- [INSTRUCTIONS FOR THE TASK]:
Show every line from the entries that follow which holds the word "ParkingControl".

(Dataset entries)
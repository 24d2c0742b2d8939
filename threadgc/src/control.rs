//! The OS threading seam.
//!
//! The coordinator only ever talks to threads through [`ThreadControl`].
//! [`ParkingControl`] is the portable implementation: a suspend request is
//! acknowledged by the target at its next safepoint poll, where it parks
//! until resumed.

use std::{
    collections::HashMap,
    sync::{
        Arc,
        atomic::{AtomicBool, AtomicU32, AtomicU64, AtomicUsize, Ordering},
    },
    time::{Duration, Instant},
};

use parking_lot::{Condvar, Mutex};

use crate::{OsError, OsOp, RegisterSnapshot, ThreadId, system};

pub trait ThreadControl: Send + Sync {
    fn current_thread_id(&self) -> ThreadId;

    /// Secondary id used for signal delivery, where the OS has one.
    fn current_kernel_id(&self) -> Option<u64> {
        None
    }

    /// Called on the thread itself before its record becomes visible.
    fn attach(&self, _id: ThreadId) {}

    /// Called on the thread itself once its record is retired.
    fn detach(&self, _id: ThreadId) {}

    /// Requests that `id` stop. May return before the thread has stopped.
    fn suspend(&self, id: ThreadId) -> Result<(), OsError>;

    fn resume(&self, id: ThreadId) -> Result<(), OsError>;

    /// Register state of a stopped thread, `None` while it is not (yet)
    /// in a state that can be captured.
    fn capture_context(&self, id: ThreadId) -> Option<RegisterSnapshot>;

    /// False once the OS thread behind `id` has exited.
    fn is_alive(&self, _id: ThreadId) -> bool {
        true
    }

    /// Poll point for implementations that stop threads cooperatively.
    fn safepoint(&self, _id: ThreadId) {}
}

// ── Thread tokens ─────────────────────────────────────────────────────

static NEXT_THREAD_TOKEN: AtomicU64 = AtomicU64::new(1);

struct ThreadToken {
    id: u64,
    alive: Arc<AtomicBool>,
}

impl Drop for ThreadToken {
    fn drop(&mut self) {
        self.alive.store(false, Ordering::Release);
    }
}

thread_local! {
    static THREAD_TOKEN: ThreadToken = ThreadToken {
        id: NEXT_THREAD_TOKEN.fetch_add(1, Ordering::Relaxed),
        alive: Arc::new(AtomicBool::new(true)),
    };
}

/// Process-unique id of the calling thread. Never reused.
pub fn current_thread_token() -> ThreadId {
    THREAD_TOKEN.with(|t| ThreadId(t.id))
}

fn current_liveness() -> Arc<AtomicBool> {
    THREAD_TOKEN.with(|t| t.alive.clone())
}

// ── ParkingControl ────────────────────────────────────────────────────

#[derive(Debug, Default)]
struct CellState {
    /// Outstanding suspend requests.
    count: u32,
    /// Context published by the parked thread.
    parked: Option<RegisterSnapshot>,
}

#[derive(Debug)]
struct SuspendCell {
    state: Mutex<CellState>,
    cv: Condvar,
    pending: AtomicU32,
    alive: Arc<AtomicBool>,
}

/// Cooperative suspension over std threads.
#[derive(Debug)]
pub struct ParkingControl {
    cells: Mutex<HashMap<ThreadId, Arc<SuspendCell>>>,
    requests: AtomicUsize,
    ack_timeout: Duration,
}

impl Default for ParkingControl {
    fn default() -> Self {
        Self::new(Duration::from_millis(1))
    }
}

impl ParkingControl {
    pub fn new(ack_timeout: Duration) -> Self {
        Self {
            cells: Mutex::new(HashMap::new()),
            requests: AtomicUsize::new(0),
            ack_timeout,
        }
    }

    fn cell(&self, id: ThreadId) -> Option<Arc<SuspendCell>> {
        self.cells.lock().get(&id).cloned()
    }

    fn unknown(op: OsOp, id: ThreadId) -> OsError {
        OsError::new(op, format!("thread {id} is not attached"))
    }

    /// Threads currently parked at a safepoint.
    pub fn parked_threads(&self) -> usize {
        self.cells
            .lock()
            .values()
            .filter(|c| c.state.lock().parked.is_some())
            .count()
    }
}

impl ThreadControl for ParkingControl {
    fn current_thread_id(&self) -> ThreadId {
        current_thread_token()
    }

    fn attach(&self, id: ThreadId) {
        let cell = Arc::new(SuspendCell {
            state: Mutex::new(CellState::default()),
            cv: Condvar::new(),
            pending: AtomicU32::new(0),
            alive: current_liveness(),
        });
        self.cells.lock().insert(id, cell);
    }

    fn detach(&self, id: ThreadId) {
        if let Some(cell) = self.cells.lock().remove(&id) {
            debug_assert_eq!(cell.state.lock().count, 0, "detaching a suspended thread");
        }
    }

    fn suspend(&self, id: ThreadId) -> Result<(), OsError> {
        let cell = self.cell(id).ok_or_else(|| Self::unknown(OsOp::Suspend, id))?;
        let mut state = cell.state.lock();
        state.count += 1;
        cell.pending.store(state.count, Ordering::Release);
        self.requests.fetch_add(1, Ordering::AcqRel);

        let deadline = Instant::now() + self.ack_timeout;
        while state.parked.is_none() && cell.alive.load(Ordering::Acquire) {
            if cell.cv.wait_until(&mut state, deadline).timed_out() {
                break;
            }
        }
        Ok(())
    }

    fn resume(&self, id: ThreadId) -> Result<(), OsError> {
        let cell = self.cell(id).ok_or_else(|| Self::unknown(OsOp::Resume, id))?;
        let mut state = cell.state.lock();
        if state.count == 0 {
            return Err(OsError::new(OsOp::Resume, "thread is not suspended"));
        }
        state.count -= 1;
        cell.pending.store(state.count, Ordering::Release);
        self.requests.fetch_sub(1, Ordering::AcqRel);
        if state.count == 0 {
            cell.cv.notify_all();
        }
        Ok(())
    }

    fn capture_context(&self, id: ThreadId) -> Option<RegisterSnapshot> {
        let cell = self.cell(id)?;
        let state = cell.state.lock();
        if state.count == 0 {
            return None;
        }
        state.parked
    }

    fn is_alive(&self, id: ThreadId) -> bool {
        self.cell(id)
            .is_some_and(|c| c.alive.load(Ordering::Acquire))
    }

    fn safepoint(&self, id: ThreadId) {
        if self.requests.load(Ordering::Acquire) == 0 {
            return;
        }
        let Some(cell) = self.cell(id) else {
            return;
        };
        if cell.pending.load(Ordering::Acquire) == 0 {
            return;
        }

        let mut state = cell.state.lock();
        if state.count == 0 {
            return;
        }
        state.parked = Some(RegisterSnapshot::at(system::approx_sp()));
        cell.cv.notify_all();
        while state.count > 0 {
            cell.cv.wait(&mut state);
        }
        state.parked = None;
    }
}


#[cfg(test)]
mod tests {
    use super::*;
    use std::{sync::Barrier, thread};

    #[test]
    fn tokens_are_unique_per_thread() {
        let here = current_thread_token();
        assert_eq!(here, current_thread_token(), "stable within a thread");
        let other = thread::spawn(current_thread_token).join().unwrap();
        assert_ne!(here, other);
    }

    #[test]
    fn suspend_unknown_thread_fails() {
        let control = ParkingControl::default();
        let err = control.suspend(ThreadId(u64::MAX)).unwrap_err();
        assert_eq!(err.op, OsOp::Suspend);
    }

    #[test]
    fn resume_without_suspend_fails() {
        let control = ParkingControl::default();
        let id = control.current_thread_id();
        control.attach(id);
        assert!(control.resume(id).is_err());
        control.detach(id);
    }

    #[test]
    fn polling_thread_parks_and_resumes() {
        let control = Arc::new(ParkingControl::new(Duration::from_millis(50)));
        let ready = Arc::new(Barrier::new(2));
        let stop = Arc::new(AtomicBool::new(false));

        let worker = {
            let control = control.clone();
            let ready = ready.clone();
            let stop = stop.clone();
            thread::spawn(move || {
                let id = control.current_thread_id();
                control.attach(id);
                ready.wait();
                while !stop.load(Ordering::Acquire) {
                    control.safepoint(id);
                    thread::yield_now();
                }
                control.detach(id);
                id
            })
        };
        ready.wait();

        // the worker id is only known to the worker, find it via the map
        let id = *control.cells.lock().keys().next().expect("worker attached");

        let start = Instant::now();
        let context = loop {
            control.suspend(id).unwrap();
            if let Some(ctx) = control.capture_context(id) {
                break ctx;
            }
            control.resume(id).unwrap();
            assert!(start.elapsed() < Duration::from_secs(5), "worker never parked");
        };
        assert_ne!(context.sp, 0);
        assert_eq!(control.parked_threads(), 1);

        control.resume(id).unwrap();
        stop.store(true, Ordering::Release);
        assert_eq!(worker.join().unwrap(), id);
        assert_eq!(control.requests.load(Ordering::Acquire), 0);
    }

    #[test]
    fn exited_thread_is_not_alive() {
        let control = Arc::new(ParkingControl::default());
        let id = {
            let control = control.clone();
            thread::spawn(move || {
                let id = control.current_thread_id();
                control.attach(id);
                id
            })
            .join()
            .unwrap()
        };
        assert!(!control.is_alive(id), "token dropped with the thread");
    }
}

- [FINISHED EXERCISE]:
//! [`ParkingControl`] is the portable implementation: a suspend request is
// ── ParkingControl ────────────────────────────────────────────────────
pub struct ParkingControl {
impl Default for ParkingControl {
impl ParkingControl {
impl ThreadControl for ParkingControl {
        let control = ParkingControl::default();
        let control = ParkingControl::default();
        let control = Arc::new(ParkingControl::new(Duration::from_millis(50)));
        let control = Arc::new(ParkingControl::default());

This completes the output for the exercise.